Other great oldies out there too, but these two stand out artistically to us :smile:! Good woodworkin' memories :thumbsup:!
Thanks,
Marena and Vinny


----------



## cabinetman (Jul 5, 2007)

I can't say I have a favorite. There are so many out there to choose from, it really depends on your needs. You could get by with a flea market special 7¼" for $10 like I did over 40 years ago. Or, whatever your budget will afford. There are sizes from ultra small trim saws 3⅜" to a monster 16" saw. There are light ones, and then there are ones with the blade on the left and ones with the blade on the right. And, then there are the worm drive saws.

You might go to where there is a good selection, and hold different ones in your hand and see how they feel. Check out how they adjust for depth of cut, and how blade changes are done. You also have choices for corded or cordless.








 







.


----------



## JohnK007 (Nov 14, 2009)

I have the Makita Hypoid (5477) which I like a lot. It's pretty darn powerful yet I can control it easily. I use this for most carpentry duties. I also have several sidewinders which I keep different blades in and, to be honest, I usually grab my old Craftsman for breaking down sheet goods and such. It has been pretty faithful to me and I can't fault it. That being said I think you can't go wrong with the 5007. The magnesium housing will make lugging it around more enjoyable. It's about 7 lbs lighter than my 5477.


----------



## SteveEl (Sep 7, 2010)

I've had two heavy 8" old dewalts, one stolen and one I'm just using on masonry until it dies.

Like you I'm doing more carpentry, and my woodworking is limited to smaller stuff. For both jobs my goto circ saw is the predecessor model of this Rigid Fuego 6 1/2" model, which I bought after borrowing one for a week. Tried, loved, bought. Like Cman said, depends on your needs though. In my opinion, if you want to shell out money one time and use for a long time, buy a corded model.


----------



## chuckha62 (Mar 27, 2014)

Give me the classic Skil worm every day. For a lighter saw, use the Skil Mag77. I've used the Makita and the Bosch, but I always go back to my Skil Worm. I guess I'm old school.


----------



## Burb (Nov 30, 2012)

chuckha62 said:


> Give me the classic Skil worm every day. For a lighter saw, use the Skil Mag77. I've used the Makita and the Bosch, but I always go back to my Skil Worm. I guess I'm old school.

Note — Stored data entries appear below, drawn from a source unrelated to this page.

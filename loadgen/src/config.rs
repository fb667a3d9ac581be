use std::path::PathBuf;
use std::time::Duration;

use clap::{Args, Parser, Subcommand};
use seats::UserId;
use tokio::time::Instant;

use crate::orchestrator::OrchestratorSettings;
use crate::retry::DiscoveryRetry;
use crate::simulator::SimulatorSettings;

#[derive(Debug, Parser)]
#[clap(name = "seat-loadgen", version, about = "Concurrent load harness for the seat reservation service")]
pub struct Cli {
    #[clap(subcommand)]
    pub command: Command,
}

#[derive(Debug, Subcommand)]
pub enum Command {
    /// Race simulated users for every seat and print the aggregate
    Run(RunArgs),
    /// Count reservation outcomes in a server JSON log
    Audit(AuditArgs),
}

#[derive(Debug, Clone, Args)]
pub struct RunArgs {
    /// Base URL of the reservation service
    #[clap(long, env = "LOADGEN_BASE_URL", default_value = "http://localhost:8080")]
    pub base_url: String,

    /// Skip HTTP and race against an in-process pool of this many seats (ignores --base-url)
    #[clap(long)]
    pub in_process_seats: Option<u32>,

    /// Number of simulated users
    #[clap(long, default_value_t = 5000)]
    pub clients: usize,

    /// User id of the first simulated user; the rest are consecutive
    #[clap(long, default_value_t = 1000)]
    pub first_user_id: UserId,

    /// Per-request timeout (ms)
    #[clap(long, default_value_t = 5000)]
    pub timeout_ms: u64,

    /// Candidates tried per discovery round (at least 1)
    #[clap(long, default_value_t = 3, value_parser = clap::value_parser!(u64).range(1..))]
    pub max_attempts: u64,

    /// Upper bound of the random pause after a rejected attempt (ms)
    #[clap(long, default_value_t = 100)]
    pub backoff_max_ms: u64,

    /// Consecutive discovery failures before a user gives up (unbounded if unset)
    #[clap(long)]
    pub discovery_retries: Option<u32>,

    /// First delay after a failed discovery (ms); doubles per failure
    #[clap(long, default_value_t = 10)]
    pub discovery_backoff_ms: u64,

    /// Cap for the discovery delay (ms)
    #[clap(long, default_value_t = 1000)]
    pub discovery_backoff_max_ms: u64,

    /// Stop every user after this many seconds
    #[clap(long)]
    pub deadline_secs: Option<u64>,

    /// Base RNG seed for reproducible candidate order
    #[clap(long)]
    pub seed: Option<u64>,

    /// Wait before starting, so the service can finish booting
    #[clap(long, default_value_t = 10)]
    pub warmup_secs: u64,

    /// Append the report to this file as well
    #[clap(long)]
    pub report_file: Option<PathBuf>,

    /// Print the report as JSON
    #[clap(long)]
    pub json: bool,
}

impl RunArgs {
    pub fn request_timeout(&self) -> Duration {
        Duration::from_millis(self.timeout_ms)
    }

    pub fn warmup(&self) -> Duration {
        Duration::from_secs(self.warmup_secs)
    }

    pub fn orchestrator_settings(&self) -> OrchestratorSettings {
        OrchestratorSettings {
            clients: self.clients,
            first_user_id: self.first_user_id,
            seed: self.seed,
        }
    }

    /// The deadline is measured from the moment this is called.
    pub fn simulator_settings(&self) -> SimulatorSettings {
        SimulatorSettings {
            max_attempts_per_round: usize::try_from(self.max_attempts).unwrap_or(usize::MAX),
            backoff_max: Duration::from_millis(self.backoff_max_ms),
            discovery: DiscoveryRetry {
                max_consecutive_failures: self.discovery_retries,
                initial_delay: Duration::from_millis(self.discovery_backoff_ms),
                max_delay: Duration::from_millis(self.discovery_backoff_max_ms),
            },
            deadline: self
                .deadline_secs
                .map(|secs| Instant::now() + Duration::from_secs(secs)),
        }
    }
}

#[derive(Debug, Clone, Args)]
pub struct AuditArgs {
    /// Server log file (one JSON event per line)
    #[clap(long)]
    pub log: PathBuf,

    /// Expected number of successful reservations, usually the seat count
    #[clap(long)]
    pub expected: Option<u64>,

    /// Print the summary as JSON
    #[clap(long)]
    pub json: bool,
}

#[cfg(test)]
mod tests {
    use super::*;

    fn run_args(extra: &[&str]) -> RunArgs {
        let mut argv = vec!["seat-loadgen", "run"];
        argv.extend_from_slice(extra);
        match Cli::parse_from(argv).command {
            Command::Run(args) => args,
            other => panic!("expected run, got {other:?}"),
        }
    }

    #[test]
    fn run_defaults_follow_the_reference_workload() {
        let args = run_args(&[]);

        assert_eq!(args.clients, 5000);
        assert_eq!(args.first_user_id, 1000);
        assert_eq!(args.request_timeout(), Duration::from_secs(5));
        assert_eq!(args.warmup(), Duration::from_secs(10));

        let sim = args.simulator_settings();
        assert_eq!(sim.max_attempts_per_round, 3);
        assert_eq!(sim.backoff_max, Duration::from_millis(100));
        assert_eq!(sim.discovery.max_consecutive_failures, None);
        assert!(sim.deadline.is_none());
    }

    #[test]
    fn run_flags_override_defaults() {
        let args = run_args(&[
            "--clients",
            "12",
            "--seed",
            "9",
            "--discovery-retries",
            "4",
            "--deadline-secs",
            "30",
            "--in-process-seats",
            "100",
        ]);

        assert_eq!(args.orchestrator_settings().clients, 12);
        assert_eq!(args.orchestrator_settings().seed, Some(9));
        assert_eq!(args.in_process_seats, Some(100));

        let sim = args.simulator_settings();
        assert_eq!(sim.discovery.max_consecutive_failures, Some(4));
        assert!(sim.deadline.is_some());
    }

    #[test]
    fn zero_attempts_per_round_is_rejected() {
        assert!(Cli::try_parse_from(["seat-loadgen", "run", "--max-attempts", "0"]).is_err());
        assert_eq!(run_args(&["--max-attempts", "1"]).simulator_settings().max_attempts_per_round, 1);
    }

    #[test]
    fn audit_requires_log_path() {
        assert!(Cli::try_parse_from(["seat-loadgen", "audit"]).is_err());

        let cli = Cli::parse_from(["seat-loadgen", "audit", "--log", "server.log", "--expected", "10000"]);
        match cli.command {
            Command::Audit(args) => {
                assert_eq!(args.log, PathBuf::from("server.log"));
                assert_eq!(args.expected, Some(10_000));
            }
            other => panic!("expected audit, got {other:?}"),
        }
    }
}
use std::collections::HashSet;
use std::sync::Arc;

use seats::UserId;
use tokio::sync::mpsc;
use tokio::task::JoinSet;
use tracing::{error, info, instrument, warn};

use crate::client::SeatApi;
use crate::model::ClientRun;
use crate::simulator::{ClientSimulator, SimulatorSettings};

#[derive(Clone, Debug)]
pub struct OrchestratorSettings {
    pub clients: usize,
    pub first_user_id: UserId,
    /// Base seed; each user gets `seed ^ user_id`. Drawn at random when absent.
    pub seed: Option<u64>,
}

/// Starts every simulated user at once and collects their runs after all of
/// them have finished.
pub struct LoadOrchestrator {
    api: Arc<dyn SeatApi>,
    settings: OrchestratorSettings,
    simulator: Arc<SimulatorSettings>,
}

impl LoadOrchestrator {
    pub fn new(
        api: Arc<dyn SeatApi>,
        settings: OrchestratorSettings,
        simulator: SimulatorSettings,
    ) -> Self {
        Self {
            api,
            settings,
            simulator: Arc::new(simulator),
        }
    }

    /// Returns one run per user id, ordered by user id.
    #[instrument(skip(self), fields(clients = self.settings.clients), target = "loadgen")]
    pub async fn run(&self) -> Vec<ClientRun> {
        let clients = self.settings.clients;
        let seed = self.settings.seed.unwrap_or_else(rand::random);
        info!(target: "loadgen", seed, "starting simulators");

        // Room for every run so no simulator waits on the collector.
        let (tx, mut rx) = mpsc::channel::<ClientRun>(clients.max(1));
        let mut tasks = JoinSet::new();

        for user_id in self.user_ids() {
            let simulator = ClientSimulator::new(
                user_id,
                self.api.clone(),
                self.simulator.clone(),
                seed ^ user_id as u64,
            );
            let tx = tx.clone();

            tasks.spawn(async move {
                let run = simulator.run().await;
                if tx.send(run).await.is_err() {
                    warn!(target: "loadgen", user_id, "collector gone, run dropped");
                }
            });
        }
        drop(tx);

        while let Some(joined) = tasks.join_next().await {
            if let Err(e) = joined {
                error!(target: "loadgen", error = %e, "simulator task failed");
            }
        }

        let mut runs = Vec::with_capacity(clients);
        while let Some(run) = rx.recv().await {
            runs.push(run);
        }

        let reported: HashSet<UserId> = runs.iter().map(|r| r.user_id).collect();
        for user_id in self.user_ids() {
            if !reported.contains(&user_id) {
                runs.push(ClientRun::lost(user_id));
            }
        }

        runs.sort_by_key(|r| r.user_id);
        info!(target: "loadgen", runs = runs.len(), "all simulators finished");

        runs
    }

    fn user_ids(&self) -> impl Iterator<Item = UserId> + use<> {
        let first = self.settings.first_user_id;
        (0..self.settings.clients as i64).map(move |i| first + i)
    }
}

I just purchased the Skil 77Mag about 2 weeks ago. Lowes is discontinuing them in favor of the new DeWalt worm drive. Picked it up for $120 NIB. I thought it was a great deal. It's already seeing some good use while I build a 10'x24' office for my brother in his 36'x40' shop. While I am really liking this saw, I won't use it for everything. Specifically, I have a nice standard Skil saw that I have a nice plywood blade on it which I will continue to use in those applications. I have a 3rd DeWalt 18v saw that works good, but I really don't like the battery issue as it seems to die quickly. A LiIon may be better for this.


----------



## rrich (Jun 24, 2009)

chuckha62 said:


> Give me the classic Skil worm every day. For a lighter saw, use the Skil Mag77. I've used the Makita and the Bosch, but I always go back to my Skil Worm. I guess I'm old school.

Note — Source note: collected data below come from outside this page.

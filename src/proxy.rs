//! Passthrough to a launched simulator's published ports.

use crate::error::{Error, Result};
use crate::state::AppState;
use axum::{
    body::Bytes,
    extract::{
        ws::{Message as ClientMessage, WebSocket, WebSocketUpgrade},
        Path, RawQuery, State,
    },
    http::{header, HeaderMap, HeaderName, Method},
    response::{IntoResponse, Response},
};
use futures_util::{SinkExt, StreamExt};
use tokio_tungstenite::{connect_async, tungstenite::Message as UpstreamMessage};
use tracing::{debug, info, warn};

const HOP_BY_HOP: [HeaderName; 4] = [
    header::CONNECTION,
    header::TRANSFER_ENCODING,
    header::CONTENT_LENGTH,
    header::UPGRADE,
];

/// Forward a request to the simulator's HTTP port and relay its answer.
pub async fn forward_http(
    State(state): State<AppState>,
    Path((container_id, path)): Path<(String, String)>,
    method: Method,
    mut headers: HeaderMap,
    RawQuery(query): RawQuery,
    body: Bytes,
) -> Result<Response> {
    let ports = state.ports_of(&container_id).await?;

    let mut url = format!("http://127.0.0.1:{}/{}", ports.http_port, path);
    if let Some(query) = query {
        url.push('?');
        url.push_str(&query);
    }
    headers.remove(header::HOST);
    for name in &HOP_BY_HOP {
        headers.remove(name);
    }
    debug!(%container_id, %method, %url, "Proxying request");

    let upstream = state
        .http
        .request(method, &url)
        .headers(headers)
        .body(body)
        .send()
        .await
        .map_err(|e| Error::Upstream(e.to_string()))?;

    let status = upstream.status();
    let mut upstream_headers = upstream.headers().clone();
    for name in &HOP_BY_HOP {
        upstream_headers.remove(name);
    }
    let body = upstream
        .bytes()
        .await
        .map_err(|e| Error::Upstream(e.to_string()))?;

    let mut response = (status, body).into_response();
    response.headers_mut().extend(upstream_headers);
    Ok(response)
}

/// Upgrade the client and bridge it to the simulator's websocket port.
pub async fn forward_ws(
    State(state): State<AppState>,
    Path(container_id): Path<String>,
    ws: WebSocketUpgrade,
) -> Result<Response> {
    let ports = state.ports_of(&container_id).await?;
    let url = format!("ws://127.0.0.1:{}", ports.ws_port);
    Ok(ws.on_upgrade(move |socket| bridge(socket, url, container_id)))
}

async fn bridge(client: WebSocket, url: String, container_id: String) {
    let upstream = match connect_async(url.as_str()).await {
        Ok((stream, _)) => stream,
        Err(e) => {
            warn!(%container_id, %url, error = %e, "Simulator websocket unreachable");
            return;
        }
    };
    info!(%container_id, "Websocket bridge open");

    let (mut client_tx, mut client_rx) = client.split();
    let (mut upstream_tx, mut upstream_rx) = upstream.split();

    let client_to_upstream = async {
        while let Some(Ok(msg)) = client_rx.next().await {
            let forwarded = match msg {
                ClientMessage::Text(text) => UpstreamMessage::Text(text),
                ClientMessage::Binary(data) => UpstreamMessage::Binary(data),
                ClientMessage::Close(_) => break,
                // Each side answers its own pings.
                ClientMessage::Ping(_) | ClientMessage::Pong(_) => continue,
            };
            if upstream_tx.send(forwarded).await.is_err() {
                break;
            }
        }
        let _ = upstream_tx.close().await;
    };

    // Simulator frames go out as text; the browser client parses them as JSON.
    let upstream_to_client = async {
        while let Some(Ok(msg)) = upstream_rx.next().await {
            let forwarded = match msg {
                UpstreamMessage::Text(text) => ClientMessage::Text(text),
                UpstreamMessage::Binary(data) => {
                    ClientMessage::Text(String::from_utf8_lossy(&data).into_owned())
                }
                UpstreamMessage::Close(_) => break,
                _ => continue,
            };
            if client_tx.send(forwarded).await.is_err() {
                break;
            }
        }
        let _ = client_tx.close().await;
    };

    tokio::select! {
        _ = client_to_upstream => {}
        _ = upstream_to_client => {}
    }
    info!(%container_id, "Websocket bridge closed");
}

I have a 30 year old worm drive either Skill or B & D. A few years ago a carpenter offered me $300 for it. 

You have to look at it this way.

Worm drive at start up twists at your elbow. In a few seconds you're sawing normally.

A side winder at start up twists your wrist in an awkward direction. Not bad but still. . . . I've been told that your wrist will get tired after a full day of cutting. DUNNO

The worm drive / side winder distribution is about 70% to 30% depending upon your costal orientation. West coast seems to be worm drive oriented and the East coast seems to be side winder oriented. 

So do you want to be like your fellow coasters?

I've had and used both versions and prefer the worm drive. I was born and raised in Brooklyn (Sidewinder territory) and have since been transplanted to the Los Angeles metro (Worm drive territory) area. I can say that once that I used a worm drive, I would never willingly go back to a sidewinder. 

I would scour Craig's list for an old Skill or B & D worm drive. Usually once one uses a worm drive for any length of time they will not go back to a sidewinder.


----------



## firehawkmph (Apr 26, 2008)

Out of all the different circular saws I've had over the years, I like my current Milwaukee the best. Adjustable handle, nice thick shoe, easy blade changes, and overall good feel. 
Mike Hawkins


----------



## RobinDobbie (Jan 31, 2013)

For carpentry it might not matter so much, but if I ever buy another circular saw it'll have the ability to adjust the blade to be parallel with the shoe. 

Or just get one of these:


----------



## mdntrdr (Dec 22, 2009)

RobinDobbie said:


> if I ever buy another circular saw it'll have the ability to adjust the blade to be parallel with the shoe.



:huh:


----------



## spark0506 (Nov 8, 2010)

Electric...Skill worm drive 7-1/4". Cordless....Dewalt 6-1/2"


----------



## woodnthings (Jan 24, 2009)

*oldest saw is a Skil 8 1/4" from 1960*

Since that one, which I still have, but use rarely, I have acquired many others.... 7 1/4" B and D worm drives, 7 1/4" PC sidewinders, aPC Saw boss 6 1/2", several Dewalt 18 Volt 5 3/8" and the last an 1 Milwaukee 18 volt 6 1/2".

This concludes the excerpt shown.